• [Source information]:
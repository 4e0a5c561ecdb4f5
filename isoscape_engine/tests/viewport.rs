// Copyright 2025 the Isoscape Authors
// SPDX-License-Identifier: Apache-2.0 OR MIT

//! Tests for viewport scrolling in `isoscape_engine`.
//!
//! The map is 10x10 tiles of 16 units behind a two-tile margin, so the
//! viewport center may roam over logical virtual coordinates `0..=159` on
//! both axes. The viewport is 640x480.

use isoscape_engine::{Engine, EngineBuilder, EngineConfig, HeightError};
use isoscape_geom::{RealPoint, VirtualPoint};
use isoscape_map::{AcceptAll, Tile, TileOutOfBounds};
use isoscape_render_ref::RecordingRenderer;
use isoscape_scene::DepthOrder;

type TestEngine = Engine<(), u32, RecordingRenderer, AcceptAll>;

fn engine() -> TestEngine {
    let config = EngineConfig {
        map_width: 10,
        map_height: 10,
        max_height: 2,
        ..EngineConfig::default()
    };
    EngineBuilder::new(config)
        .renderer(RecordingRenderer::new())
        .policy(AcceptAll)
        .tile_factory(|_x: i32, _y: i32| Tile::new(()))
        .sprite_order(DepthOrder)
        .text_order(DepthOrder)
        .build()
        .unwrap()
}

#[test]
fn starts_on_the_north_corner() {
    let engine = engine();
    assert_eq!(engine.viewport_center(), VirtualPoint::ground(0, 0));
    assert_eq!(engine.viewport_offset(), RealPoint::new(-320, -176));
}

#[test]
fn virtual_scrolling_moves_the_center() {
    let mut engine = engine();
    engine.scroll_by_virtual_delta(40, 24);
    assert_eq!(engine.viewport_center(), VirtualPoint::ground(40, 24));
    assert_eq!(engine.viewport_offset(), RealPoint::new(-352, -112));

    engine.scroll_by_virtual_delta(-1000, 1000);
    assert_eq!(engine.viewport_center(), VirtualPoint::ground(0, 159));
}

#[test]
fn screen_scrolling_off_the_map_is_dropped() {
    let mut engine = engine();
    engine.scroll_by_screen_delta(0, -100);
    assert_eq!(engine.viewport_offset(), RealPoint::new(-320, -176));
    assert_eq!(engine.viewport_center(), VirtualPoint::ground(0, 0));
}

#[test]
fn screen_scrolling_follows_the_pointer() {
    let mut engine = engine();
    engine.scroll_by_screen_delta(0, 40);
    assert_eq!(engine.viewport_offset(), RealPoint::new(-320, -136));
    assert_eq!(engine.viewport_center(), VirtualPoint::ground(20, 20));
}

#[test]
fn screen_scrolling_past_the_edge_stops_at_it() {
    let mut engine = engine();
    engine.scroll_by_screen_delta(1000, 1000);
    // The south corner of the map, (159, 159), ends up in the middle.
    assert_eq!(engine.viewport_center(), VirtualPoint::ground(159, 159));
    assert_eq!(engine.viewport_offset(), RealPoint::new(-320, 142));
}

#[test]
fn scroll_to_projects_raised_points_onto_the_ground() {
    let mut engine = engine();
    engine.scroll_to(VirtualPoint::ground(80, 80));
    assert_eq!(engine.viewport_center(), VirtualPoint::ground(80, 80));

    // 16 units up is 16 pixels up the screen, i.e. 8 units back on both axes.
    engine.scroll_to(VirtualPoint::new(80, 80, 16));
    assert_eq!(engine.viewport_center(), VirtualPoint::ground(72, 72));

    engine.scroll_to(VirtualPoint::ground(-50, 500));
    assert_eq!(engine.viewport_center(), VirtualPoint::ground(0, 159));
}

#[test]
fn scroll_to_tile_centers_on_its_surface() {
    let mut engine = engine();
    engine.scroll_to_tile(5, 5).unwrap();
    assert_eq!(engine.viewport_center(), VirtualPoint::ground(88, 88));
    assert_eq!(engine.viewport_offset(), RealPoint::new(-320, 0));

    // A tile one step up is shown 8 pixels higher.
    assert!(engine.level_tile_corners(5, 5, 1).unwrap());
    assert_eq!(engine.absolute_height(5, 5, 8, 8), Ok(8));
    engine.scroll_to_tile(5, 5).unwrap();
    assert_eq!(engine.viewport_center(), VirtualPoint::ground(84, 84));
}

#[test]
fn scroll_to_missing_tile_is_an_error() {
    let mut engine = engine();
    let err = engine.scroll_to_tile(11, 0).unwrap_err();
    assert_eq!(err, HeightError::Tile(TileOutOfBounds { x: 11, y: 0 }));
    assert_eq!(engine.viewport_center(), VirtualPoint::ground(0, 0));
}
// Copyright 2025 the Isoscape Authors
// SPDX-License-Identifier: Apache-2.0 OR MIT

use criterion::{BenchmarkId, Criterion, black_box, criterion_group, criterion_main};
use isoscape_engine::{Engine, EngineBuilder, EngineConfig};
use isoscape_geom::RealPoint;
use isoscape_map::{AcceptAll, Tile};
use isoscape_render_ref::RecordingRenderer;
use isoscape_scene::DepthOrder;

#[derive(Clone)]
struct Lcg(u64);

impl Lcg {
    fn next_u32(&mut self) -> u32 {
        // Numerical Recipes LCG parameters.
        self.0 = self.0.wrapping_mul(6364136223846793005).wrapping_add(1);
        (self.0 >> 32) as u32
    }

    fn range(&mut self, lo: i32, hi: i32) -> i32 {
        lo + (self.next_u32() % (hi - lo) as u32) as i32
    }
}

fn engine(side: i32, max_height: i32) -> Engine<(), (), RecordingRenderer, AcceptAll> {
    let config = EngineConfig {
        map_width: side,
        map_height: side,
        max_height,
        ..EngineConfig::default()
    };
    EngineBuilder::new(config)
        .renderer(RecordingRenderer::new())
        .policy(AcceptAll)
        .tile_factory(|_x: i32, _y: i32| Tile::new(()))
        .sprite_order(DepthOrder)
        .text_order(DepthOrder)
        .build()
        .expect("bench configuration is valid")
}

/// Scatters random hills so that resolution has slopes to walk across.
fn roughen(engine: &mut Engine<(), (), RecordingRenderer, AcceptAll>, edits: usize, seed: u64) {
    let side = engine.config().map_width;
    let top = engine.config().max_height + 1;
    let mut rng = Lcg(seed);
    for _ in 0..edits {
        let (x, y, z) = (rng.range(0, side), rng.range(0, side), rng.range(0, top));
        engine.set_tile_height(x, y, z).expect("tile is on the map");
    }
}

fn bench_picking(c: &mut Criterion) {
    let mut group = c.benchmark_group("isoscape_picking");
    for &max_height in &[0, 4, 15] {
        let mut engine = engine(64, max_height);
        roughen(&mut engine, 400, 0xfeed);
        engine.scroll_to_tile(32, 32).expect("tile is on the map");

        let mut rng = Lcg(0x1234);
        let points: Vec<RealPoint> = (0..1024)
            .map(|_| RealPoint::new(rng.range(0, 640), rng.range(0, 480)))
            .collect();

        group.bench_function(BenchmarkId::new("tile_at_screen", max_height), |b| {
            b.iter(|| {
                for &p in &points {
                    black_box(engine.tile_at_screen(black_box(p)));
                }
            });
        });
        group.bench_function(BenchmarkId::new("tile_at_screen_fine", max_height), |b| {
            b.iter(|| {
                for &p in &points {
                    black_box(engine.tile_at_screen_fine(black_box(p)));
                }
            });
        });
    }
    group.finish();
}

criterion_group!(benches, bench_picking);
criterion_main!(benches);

• [What is needed]: Throughout the material above, find each line with "TileOutOfBounds" and return it.

• [Your solution]:
use isoscape_map::{AcceptAll, Tile, TileOutOfBounds};
    assert_eq!(err, HeightError::Tile(TileOutOfBounds { x: 11, y: 0 }));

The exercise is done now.